Making the Connections: Study Links Brain’s Wiring to Human Traits

The Human Connectome

Caption: The wiring diagram of a human brain, measured in a healthy individual, where the movement of water molecules is measured by diffuse tensor magnetic resonance imaging, revealing the connections. This is an example of the type of work being done by the Human Connectome Project.
Source: Courtesy of the Laboratory of Neuro Imaging and Martinos Center for Biomedical Imaging, Consortium of the Human Connectome Project

For questions about why people often think, act, and perceive the world so differently, the brain is clearly an obvious place to look for answers. However, because the human brain is packed with tens of billions of neurons, which together make trillions of connections, knowing exactly where and how to look remains profoundly challenging.

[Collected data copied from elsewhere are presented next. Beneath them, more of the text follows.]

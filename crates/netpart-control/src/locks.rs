// Copyright (C) 2025 SyncMyOrders Sp. z o.o.
// SPDX-License-Identifier: AGPL-3.0-or-later
//! Per-instance advisory locks.
//!
//! Serializes callers inside one process that touch the same instance, e.g. a
//! topology change racing a kill. Locks do not protect against other
//! processes driving the same runtime.

use std::collections::HashMap;
use std::sync::Arc;

use tokio::sync::{Mutex, OwnedMutexGuard};

/// Held locks; released on drop.
#[must_use = "the lock is released as soon as the guard is dropped"]
pub struct InstanceGuard {
    _guards: Vec<OwnedMutexGuard<()>>,
}

/// Registry of per-instance mutexes keyed by owned name.
#[derive(Clone, Default)]
pub struct InstanceLocks {
    inner: Arc<Mutex<HashMap<String, Arc<Mutex<()>>>>>,
}

impl InstanceLocks {
    /// Create an empty lock registry.
    pub fn new() -> Self {
        Self::default()
    }

    async fn handle(&self, name: &str) -> Arc<Mutex<()>> {
        let mut map = self.inner.lock().await;
        map.entry(name.to_string()).or_default().clone()
    }

    /// Lock one instance.
    pub async fn lock(&self, name: &str) -> InstanceGuard {
        let guard = self.handle(name).await.lock_owned().await;
        InstanceGuard {
            _guards: vec![guard],
        }
    }

    /// Lock two instances, always in name order so that concurrent callers
    /// with swapped arguments cannot deadlock.
    pub async fn lock_pair(&self, a: &str, b: &str) -> InstanceGuard {
        if a == b {
            return self.lock(a).await;
        }
        let (first, second) = if a < b { (a, b) } else { (b, a) };
        let g1 = self.handle(first).await.lock_owned().await;
        let g2 = self.handle(second).await.lock_owned().await;
        InstanceGuard {
            _guards: vec![g1, g2],
        }
    }

    /// Drop entries nobody holds or waits on.
    pub async fn prune(&self) {
        let mut map = self.inner.lock().await;
        map.retain(|_, m| Arc::strong_count(m) > 1);
    }

    /// Number of tracked entries.
    pub async fn len(&self) -> usize {
        self.inner.lock().await.len()
    }

    /// Whether no entries are tracked.
    pub async fn is_empty(&self) -> bool {
        self.len().await == 0
    }
}

#[cfg(test)]
mod tests {
    use super::*;
    use std::time::Duration;

    #[tokio::test]
    async fn test_lock_excludes_second_holder() {
        let locks = InstanceLocks::new();
        let guard = locks.lock("netpart-a").await;

        let l2 = locks.clone();
        let waiter = tokio::spawn(async move {
            let _g = l2.lock("netpart-a").await;
        });

        tokio::time::sleep(Duration::from_millis(20)).await;
        assert!(!waiter.is_finished());

        drop(guard);
        tokio::time::timeout(Duration::from_secs(1), waiter)
            .await
            .unwrap()
            .unwrap();
    }

    #[tokio::test]
    async fn test_pair_locks_do_not_deadlock() {
        let locks = InstanceLocks::new();
        let mut tasks = Vec::new();
        for i in 0..32 {
            let locks = locks.clone();
            tasks.push(tokio::spawn(async move {
                let (a, b) = if i % 2 == 0 {
                    ("netpart-a", "netpart-b")
                } else {
                    ("netpart-b", "netpart-a")
                };
                let _g = locks.lock_pair(a, b).await;
                tokio::task::yield_now().await;
            }));
        }

        let all = futures::future::join_all(tasks);
        let results = tokio::time::timeout(Duration::from_secs(5), all).await.unwrap();
        assert!(results.into_iter().all(|r| r.is_ok()));
    }

    #[tokio::test]
    async fn test_same_name_pair_locks_once() {
        let locks = InstanceLocks::new();
        let _g = locks.lock_pair("netpart-a", "netpart-a").await;
        assert_eq!(locks.len().await, 1);
    }

    #[tokio::test]
    async fn test_prune_keeps_held_entries() {
        let locks = InstanceLocks::new();
        let held = locks.lock("netpart-a").await;
        drop(locks.lock("netpart-b").await);

        locks.prune().await;
        assert_eq!(locks.len().await, 1);

        drop(held);
        locks.prune().await;
        assert!(locks.is_empty().await);
    }
}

Undaunted by these complexities, researchers involved in the NIH-funded Human Connectome Project (HCP) have been making progress, as shown by some intriguing recent discoveries. In a study published in Nature Neuroscience [1], an HCP team found that the brains of individuals with “positive” traits—such as strong cognitive skills and a healthy sense of well-being—show stronger connectivity in certain areas of the brain than do those with more “negative” traits—such as tendencies toward anger, rule-breaking, and substance use. While these findings are preliminary, they suggest it may be possible one day to understand, and perhaps even modify, the connections within the brain that are associated with human behavior in all its diversity.